Your goal: Only lines containing the string "SymbolId" belong in the answer; find them in the records and copy them.

Collected data entries:
*** Begin section ***

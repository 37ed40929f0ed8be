//! Test helpers for building engines and reading their events.

use crate::cast::CastState;
use crate::caster::{CasterId, CasterRoster};
use crate::command::CasterCommand;
use crate::config::{ComboConfig, ProfileConfig, SpellConfig};
use crate::engine::SpellEngine;
use crate::event::{EventEnvelope, RejectReason, SpellEvent};
use crate::knowledge::KnowledgeState;
use crate::resolver::OutcomeKind;
use crate::resources::{InMemoryResources, ResourceCost, ResourceKind};
use crate::symbol::{Concept, SymbolId};

/// Well-funded caster.
pub const PLAYER: CasterId = CasterId::new(1);

/// Caster with too little chakra for a firestorm.
pub const PAUPER: CasterId = CasterId::new(2);

/// Chakra cost of a firestorm.
pub const FIRESTORM_COST: f32 = 30.0;

// =============================================================================
// Setup
// =============================================================================

fn combo(concepts: &[Concept], spell: &str) -> ComboConfig {
    ComboConfig {
        concepts: concepts.to_vec(),
        spell: spell.to_string(),
    }
}

/// Config with three combos, one a prefix of another, and short timings.
///
/// Timings at 20 Hz: wind-up 2 ticks, recovery 4 ticks, penalty 10 ticks.
pub fn standard_config(seed: u64) -> SpellConfig {
    let mut config = SpellConfig::with_seed(seed);
    config.default_profile = ProfileConfig {
        wind_up: 0.1,
        recovery: 0.2,
        interrupt_penalty: 0.5,
        costs: ResourceCost::free(),
    };
    config.profiles.insert(
        "firestorm".to_string(),
        ProfileConfig {
            costs: ResourceCost::free().with(ResourceKind::Chakra, FIRESTORM_COST),
            ..config.default_profile.clone()
        },
    );
    config.combos = vec![
        combo(&[Concept::Flame, Concept::Gale], "firestorm"),
        combo(&[Concept::Stone, Concept::Ward], "rampart"),
        combo(&[Concept::Stone, Concept::Ward, Concept::Bloom], "living_wall"),
    ];
    config
}

/// Builds an engine with `PLAYER` and `PAUPER` registered and funded.
pub fn build_engine(config: SpellConfig) -> SpellEngine {
    let mut roster = CasterRoster::new();
    roster.set_player(PLAYER);
    roster.register(PAUPER);

    let mut resources = InMemoryResources::new();
    resources.set_full(PLAYER, ResourceKind::Chakra, 100.0);
    resources.set_full(PLAYER, ResourceKind::Stability, 50.0);
    resources.set_full(PAUPER, ResourceKind::Chakra, 10.0);

    SpellEngine::builder(config)
        .with_registry(Box::new(roster))
        .with_resources(Box::new(resources))
        .build()
        .expect("standard engine builds")
}

/// Standard engine for seed 12345.
pub fn standard_engine() -> SpellEngine {
    build_engine(standard_config(12345))
}

// =============================================================================
// Driving
// =============================================================================

/// First symbol mapped to `concept` in the engine's world.
pub fn symbol_for(engine: &SpellEngine, concept: Concept) -> SymbolId {
    engine
        .symbol_map()
        .by_concept(concept)
        .map(|d| d.id.clone())
        .expect("ten symbols cover every concept")
}

/// Queues a press of the symbol mapped to `concept`.
pub fn press(engine: &mut SpellEngine, caster: CasterId, concept: Concept) {
    let symbol = symbol_for(engine, concept);
    engine.submit(CasterCommand::PressSymbol { caster, symbol });
}

/// Makes every symbol of the world `Known` to `caster`.
pub fn learn_all(engine: &mut SpellEngine, caster: CasterId) {
    let ids: Vec<SymbolId> = engine.symbol_map().iter().map(|d| d.id.clone()).collect();
    for id in ids {
        engine
            .learn(caster, &id, KnowledgeState::Known)
            .expect("caster is registered");
    }
}

/// Steps `ticks` times and returns the drained events.
pub fn run_ticks(engine: &mut SpellEngine, ticks: u64) -> Vec<SpellEvent> {
    for _ in 0..ticks {
        engine.step();
    }
    engine
        .take_events()
        .into_iter()
        .map(EventEnvelope::into_event)
        .collect()
}

// =============================================================================
// Event Filters
// =============================================================================

/// Outcome kinds in event order.
pub fn outcomes(events: &[SpellEvent]) -> Vec<OutcomeKind> {
    events.iter().filter_map(SpellEvent::outcome_kind).collect()
}

/// Spell ids of combo outcomes in event order.
pub fn outcome_spells(events: &[SpellEvent]) -> Vec<Option<String>> {
    events
        .iter()
        .filter_map(|e| match e {
            SpellEvent::ComboOutcome { outcome, .. } => {
                Some(outcome.as_ref().map(|s| s.as_str().to_string()))
            }
            _ => None,
        })
        .collect()
}

/// State changes of one caster in event order.
pub fn transitions(events: &[SpellEvent], caster: CasterId) -> Vec<(CastState, CastState)> {
    events
        .iter()
        .filter(|e| e.caster() == caster)
        .filter_map(SpellEvent::state_change)
        .collect()
}

/// Rejection reasons in event order.
pub fn rejections(events: &[SpellEvent]) -> Vec<RejectReason> {
    events.iter().filter_map(SpellEvent::rejection).collect()
}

*** End section ***

Completed task:
use crate::symbol::{Concept, SymbolId};
pub fn symbol_for(engine: &SpellEngine, concept: Concept) -> SymbolId {
    let ids: Vec<SymbolId> = engine.symbol_map().iter().map(|d| d.id.clone()).collect();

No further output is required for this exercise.